Requirement
Restate exactly the lines from the top of the listing below to the line containing "A function parameter."; the remaining lines are not wanted.

Available data
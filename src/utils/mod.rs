//! Internal utilities shared by the analyses.

pub mod graph;
//! Statement nodes and the module root.

use serde::{Deserialize, Serialize};

use crate::ast::{AstId, BinOp, Expr, Metadata};

/// A function parameter.
#[derive(Debug, Clone, PartialEq, Serialize, Deserialize)]
pub struct Param {
    /// Identity of the binding occurrence
    pub id: AstId,
    /// Parameter name
    pub name: String,
}

impl Param {
    /// Creates a parameter with a fresh identity.
    #[must_use]
    pub fn new(name: impl Into<String>) -> Self {
        Param {
            id: AstId::fresh(),
            name: name.into(),
        }
    }
}

/// A function definition.
#[derive(Debug, Clone, PartialEq, Serialize, Deserialize)]
pub struct FunctionDef {
    /// Function name
    pub name: String,
    /// Positional parameters
    pub params: Vec<Param>,
    /// Body statements
    pub body: Vec<Stmt>,
}

/// A statement node.
#[derive(Debug, Clone, PartialEq, Serialize, Deserialize)]
pub struct Stmt {
    /// Identity of this node
    pub id: AstId,
    /// What this node is
    pub kind: StmtKind,
}

/// The statement vocabulary.
#[derive(Debug, Clone, PartialEq, Serialize, Deserialize)]
pub enum StmtKind {
    /// `def name(params): body`
    FunctionDef(FunctionDef),
    /// `t0 = t1 = ... = value`
    Assign {
        /// Targets: names, subscripts or attributes
        targets: Vec<Expr>,
        /// Assigned value
        value: Expr,
    },
    /// `target op= value`
    AugAssign {
        /// Target: a name, subscript or attribute
        target: Expr,
        /// Operator
        op: BinOp,
        /// Right-hand side
        value: Expr,
    },
    /// Expression evaluated for its effect
    Expr(Expr),
    /// `return value`
    Return(Option<Expr>),
    /// `for target in iter: body else: orelse`
    For {
        /// Loop variable, a name
        target: Expr,
        /// Iterable
        iter: Expr,
        /// Loop body
        body: Vec<Stmt>,
        /// Runs when the loop finishes without `break`
        orelse: Vec<Stmt>,
    },
    /// `while test: body else: orelse`
    While {
        /// Loop condition
        test: Expr,
        /// Loop body
        body: Vec<Stmt>,
        /// Runs when the loop finishes without `break`
        orelse: Vec<Stmt>,
    },
    /// `if test: body else: orelse`
    If {
        /// Condition
        test: Expr,
        /// Taken branch
        body: Vec<Stmt>,
        /// Alternative branch
        orelse: Vec<Stmt>,
    },
    /// `break`
    Break,
    /// `continue`
    Continue,
    /// `pass`, also the no-op marker left behind by removals
    Pass,
}

impl Stmt {
    /// Creates a statement with a fresh identity.
    #[must_use]
    pub fn new(kind: StmtKind) -> Self {
        Stmt {
            id: AstId::fresh(),
            kind,
        }
    }

    /// `def name(params): body`
    #[must_use]
    pub fn function_def(name: impl Into<String>, params: &[&str], body: Vec<Stmt>) -> Self {
        Self::new(StmtKind::FunctionDef(FunctionDef {
            name: name.into(),
            params: params.iter().map(|p| Param::new(*p)).collect(),
            body,
        }))
    }

    /// `targets... = value`
    #[must_use]
    pub fn assign(targets: Vec<Expr>, value: Expr) -> Self {
        Self::new(StmtKind::Assign { targets, value })
    }

    /// `name = value`
    #[must_use]
    pub fn assign_name(name: impl Into<String>, value: Expr) -> Self {
        Self::assign(vec![Expr::name(name)], value)
    }

    /// `name op= value`
    #[must_use]
    pub fn aug_assign(name: impl Into<String>, op: BinOp, value: Expr) -> Self {
        Self::new(StmtKind::AugAssign {
            target: Expr::name(name),
            op,
            value,
        })
    }

    /// Expression statement.
    #[must_use]
    pub fn expr(value: Expr) -> Self {
        Self::new(StmtKind::Expr(value))
    }

    /// `return value`
    #[must_use]
    pub fn ret(value: Option<Expr>) -> Self {
        Self::new(StmtKind::Return(value))
    }

    /// `for target in iter: body`
    #[must_use]
    pub fn for_loop(target: impl Into<String>, iter: Expr, body: Vec<Stmt>) -> Self {
        Self::new(StmtKind::For {
            target: Expr::name(target),
            iter,
            body,
            orelse: Vec::new(),
        })
    }

    /// `while test: body`
    #[must_use]
    pub fn while_loop(test: Expr, body: Vec<Stmt>) -> Self {
        Self::new(StmtKind::While {
            test,
            body,
            orelse: Vec::new(),
        })
    }

    /// `if test: body else: orelse`
    #[must_use]
    pub fn if_else(test: Expr, body: Vec<Stmt>, orelse: Vec<Stmt>) -> Self {
        Self::new(StmtKind::If { test, body, orelse })
    }

    /// `break`
    #[must_use]
    pub fn break_() -> Self {
        Self::new(StmtKind::Break)
    }

    /// `continue`
    #[must_use]
    pub fn continue_() -> Self {
        Self::new(StmtKind::Continue)
    }

    /// `pass`
    #[must_use]
    pub fn pass() -> Self {
        Self::new(StmtKind::Pass)
    }

    /// Returns `true` for a `pass` statement.
    #[must_use]
    pub fn is_pass(&self) -> bool {
        matches!(self.kind, StmtKind::Pass)
    }

    /// Returns the function definition if this statement is one.
    #[must_use]
    pub fn as_function(&self) -> Option<&FunctionDef> {
        match &self.kind {
            StmtKind::FunctionDef(def) => Some(def),
            _ => None,
        }
    }
}

/// A whole program: top-level statements plus the metadata side table.
#[derive(Debug, Clone, Default, PartialEq, Serialize, Deserialize)]
pub struct Module {
    /// Top-level statements
    pub body: Vec<Stmt>,
    /// Annotations keyed by node identity
    #[serde(default)]
    pub metadata: Metadata,
}

impl Module {
    /// Creates a module without annotations.
    #[must_use]
    pub fn new(body: Vec<Stmt>) -> Self {
        Module {
            body,
            metadata: Metadata::default(),
        }
    }

    /// Iterates over the top-level function definitions together with the
    /// identity of their defining statement.
    pub fn functions(&self) -> impl Iterator<Item = (AstId, &FunctionDef)> + '_ {
        self.body
            .iter()
            .filter_map(|stmt| stmt.as_function().map(|def| (stmt.id, def)))
    }

    /// Looks up a top-level function by name.
    #[must_use]
    pub fn function(&self, name: &str) -> Option<&FunctionDef> {
        self.functions()
            .map(|(_, def)| def)
            .find(|def| def.name == name)
    }
}
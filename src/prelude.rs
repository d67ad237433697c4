//! # midend Prelude
//!
//! The most commonly used types of the crate in one import.
//!
//! ```rust
//! use midend::prelude::*;
//!
//! let mut module = Module::new(vec![Stmt::function_def(
//!     "foo",
//!     &["a"],
//!     vec![Stmt::ret(Some(Expr::binop(Expr::name("a"), BinOp::Pow, Expr::int(2))))],
//! )]);
//! Optimizer::default().optimize(&mut module)?;
//! assert_eq!(module.to_string(), "def foo(a):\n    return __builtin__.pow2(a)\n");
//! # Ok::<(), midend::Error>(())
//! ```

// ================================================================================================
// Core Types and Error Handling
// ================================================================================================

/// The main error type for all midend operations
pub use crate::Error;

/// The result type used throughout midend
pub use crate::Result;

// ================================================================================================
// Main Entry Points
// ================================================================================================

/// One-call optimization
pub use crate::compiler::{OptimizeResult, Optimizer, OptimizerConfig};

// ================================================================================================
// Syntax Tree
// ================================================================================================

/// Nodes, identities and annotations
pub use crate::ast::{
    Annotation, AstId, BinOp, BoolOp, CmpOp, Comprehension, Expr, ExprKind, FunctionDef,
    Literal, Metadata, Module, OmpDirective, Param, Stmt, StmtKind, UnaryOp,
};

// ================================================================================================
// Evaluation
// ================================================================================================

/// Sandboxed evaluation over the builtin module table
pub use crate::eval::{EvalLimits, Evaluator, ModuleTable, Value};

// ================================================================================================
// Analyses
// ================================================================================================

/// Analysis contracts and the built-in analyzer
pub use crate::analysis::{
    Analyses, AnalysisKind, AnalysisProvider, AnalysisResult, TreeAnalyzer,
};

// ================================================================================================
// Passes and Pipeline
// ================================================================================================

/// Pass infrastructure
pub use crate::compiler::{
    CompilerContext, DerivedStats, EventKind, EventLog, PassScheduler, TreePass,
};
//! Side-effect analysis.
//!
//! A top-level function is pure when its body stores nothing outside its own
//! local names, never yields and only calls pure callees. Purity of mutually
//! recursive functions is solved as a greatest fixpoint: every function starts
//! out pure and loses the property once a violation is found.
//!
//! Table builtins are pure by construction. `print`, unknown modules, method
//! calls and calls through variables are not.

use std::collections::BTreeSet;

use rayon::prelude::*;
use rustc_hash::FxHashSet;

use crate::{
    analysis::scope::{self, Callee, Resolver},
    ast::{AstId, Expr, ExprKind, FunctionDef, Module, Stmt, StmtKind},
    eval::ModuleTable,
};

/// Expressions without observable side effects, plus the pure top-level
/// functions.
#[derive(Debug, Clone, Default)]
pub struct PureExpressions {
    exprs: FxHashSet<AstId>,
    functions: BTreeSet<String>,
}

impl PureExpressions {
    /// Computes purity facts for a module.
    #[must_use]
    pub fn compute(module: &Module, table: &ModuleTable) -> Self {
        let names = scope::function_names(module);
        let module_stored = scope::stored_names(&module.body);
        let functions = pure_functions(module, table, &names, &module_stored);

        let mut exprs: FxHashSet<AstId> = FxHashSet::default();
        let top_level = Resolver::module(table, &names, &module_stored);
        mark_block(&module.body, &top_level, &functions, &mut exprs);

        let defs: Vec<&FunctionDef> = module.functions().map(|(_, def)| def).collect();
        let per_function: Vec<FxHashSet<AstId>> = defs
            .par_iter()
            .map(|def| {
                let resolver = Resolver::function(table, &names, &module_stored, def);
                let mut out = FxHashSet::default();
                mark_block(&def.body, &resolver, &functions, &mut out);
                out
            })
            .collect();
        for set in per_function {
            exprs.extend(set);
        }

        PureExpressions { exprs, functions }
    }

    /// Returns `true` if the expression has no side effect.
    #[must_use]
    pub fn contains(&self, id: AstId) -> bool {
        self.exprs.contains(&id)
    }

    /// Returns `true` if the top-level function is pure.
    #[must_use]
    pub fn is_pure_function(&self, name: &str) -> bool {
        self.functions.contains(name)
    }

    /// The pure top-level functions, sorted by name.
    pub fn functions(&self) -> impl Iterator<Item = &str> + '_ {
        self.functions.iter().map(String::as_str)
    }

    /// Number of pure expressions.
    #[must_use]
    pub fn len(&self) -> usize {
        self.exprs.len()
    }

    /// Returns `true` if no expression is pure.
    #[must_use]
    pub fn is_empty(&self) -> bool {
        self.exprs.is_empty()
    }
}

fn pure_functions(
    module: &Module,
    table: &ModuleTable,
    names: &BTreeSet<String>,
    module_stored: &BTreeSet<String>,
) -> BTreeSet<String> {
    let mut impure: BTreeSet<String> = BTreeSet::new();
    loop {
        let pure: BTreeSet<String> = names.difference(&impure).cloned().collect();
        let mut changed = false;
        for (_, def) in module.functions() {
            if impure.contains(&def.name) {
                continue;
            }
            let resolver = Resolver::function(table, names, module_stored, def);
            if !block_is_pure(&def.body, &resolver, &pure) {
                impure.insert(def.name.clone());
                changed = true;
            }
        }
        if !changed {
            return pure;
        }
    }
}

fn block_is_pure(block: &[Stmt], resolver: &Resolver<'_>, pure: &BTreeSet<String>) -> bool {
    block.iter().all(|stmt| {
        let stores_ok = match &stmt.kind {
            StmtKind::FunctionDef(_) => return false,
            StmtKind::Assign { targets, .. } => targets.iter().all(|t| t.as_name().is_some()),
            StmtKind::AugAssign { target, .. } | StmtKind::For { target, .. } => {
                target.as_name().is_some()
            }
            _ => true,
        };
        stores_ok
            && scope::loaded_exprs(stmt)
                .into_iter()
                .all(|e| expr_is_pure(e, resolver, pure, &mut None))
            && stmt
                .blocks()
                .into_iter()
                .all(|b| block_is_pure(b, resolver, pure))
    })
}

fn mark_block(
    block: &[Stmt],
    resolver: &Resolver<'_>,
    pure: &BTreeSet<String>,
    out: &mut FxHashSet<AstId>,
) {
    for stmt in block {
        if stmt.as_function().is_some() {
            continue;
        }
        for expr in scope::loaded_exprs(stmt) {
            expr_is_pure(expr, resolver, pure, &mut Some(&mut *out));
        }
        for nested in stmt.blocks() {
            mark_block(nested, resolver, pure, out);
        }
    }
}

/// Decides purity bottom-up, recording every pure node when `out` is given.
pub(crate) fn expr_is_pure(
    expr: &Expr,
    resolver: &Resolver<'_>,
    pure: &BTreeSet<String>,
    out: &mut Option<&mut FxHashSet<AstId>>,
) -> bool {
    let mut children_pure = true;
    for child in expr.children() {
        children_pure &= expr_is_pure(child, resolver, pure, out);
    }

    let own = match &expr.kind {
        ExprKind::Yield(_) => false,
        ExprKind::Call { func, .. } => match resolver.callee(func) {
            Callee::Builtin(_) | Callee::Module(..) => true,
            Callee::User(name) => pure.contains(name),
            Callee::Method(_) | Callee::Unknown => false,
        },
        _ => true,
    };

    let result = own && children_pure;
    if result {
        if let Some(set) = out.as_deref_mut() {
            set.insert(expr.id);
        }
    }
    result
}

#[cfg(test)]
mod tests {
    use super::*;
    use crate::ast::BinOp;

    fn compute(module: &Module) -> PureExpressions {
        PureExpressions::compute(module, &ModuleTable::standard())
    }

    #[test]
    fn test_builtin_calls_are_pure_print_is_not() {
        let pure_call = Expr::call_named("len", vec![Expr::name("a")]);
        let print = Expr::call_named("print", vec![Expr::name("a")]);
        let (pure_id, print_id) = (pure_call.id, print.id);
        let module = Module::new(vec![Stmt::function_def(
            "f",
            &["a"],
            vec![Stmt::expr(print), Stmt::ret(Some(pure_call))],
        )]);

        let facts = compute(&module);
        assert!(facts.contains(pure_id));
        assert!(!facts.contains(print_id));
        assert!(!facts.is_pure_function("f"));
    }

    #[test]
    fn test_pure_function_fixpoint() {
        // def even(n): return odd(n - 1)
        // def odd(n): return even(n - 1)
        // def noisy(): print(1)
        // def caller(): return noisy()
        let module = Module::new(vec![
            Stmt::function_def(
                "even",
                &["n"],
                vec![Stmt::ret(Some(Expr::call_named(
                    "odd",
                    vec![Expr::binop(Expr::name("n"), BinOp::Sub, Expr::int(1))],
                )))],
            ),
            Stmt::function_def(
                "odd",
                &["n"],
                vec![Stmt::ret(Some(Expr::call_named(
                    "even",
                    vec![Expr::binop(Expr::name("n"), BinOp::Sub, Expr::int(1))],
                )))],
            ),
            Stmt::function_def(
                "noisy",
                &[],
                vec![Stmt::expr(Expr::call_named("print", vec![Expr::int(1)]))],
            ),
            Stmt::function_def(
                "caller",
                &[],
                vec![Stmt::ret(Some(Expr::call_named("noisy", vec![])))],
            ),
        ]);

        let facts = compute(&module);
        let pure: Vec<&str> = facts.functions().collect();
        assert_eq!(pure, vec!["even", "odd"]);
    }

    #[test]
    fn test_subscript_store_and_yield_are_impure() {
        let store = Module::new(vec![Stmt::function_def(
            "f",
            &["a"],
            vec![Stmt::assign(
                vec![Expr::subscript(Expr::name("a"), Expr::int(0))],
                Expr::int(1),
            )],
        )]);
        assert!(!compute(&store).is_pure_function("f"));

        let gen = Expr::yield_(Some(Expr::int(1)));
        let gen_id = gen.id;
        let yields = Module::new(vec![Stmt::function_def("g", &[], vec![Stmt::expr(gen)])]);
        let facts = compute(&yields);
        assert!(!facts.is_pure_function("g"));
        assert!(!facts.contains(gen_id));
    }
}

Output
filename src/utils/mod.rs
//! Internal utilities shared by the analyses.

pub mod graph;
//! Statement nodes and the module root.

use serde::{Deserialize, Serialize};

use crate::ast::{AstId, BinOp, Expr, Metadata};

/// A function parameter.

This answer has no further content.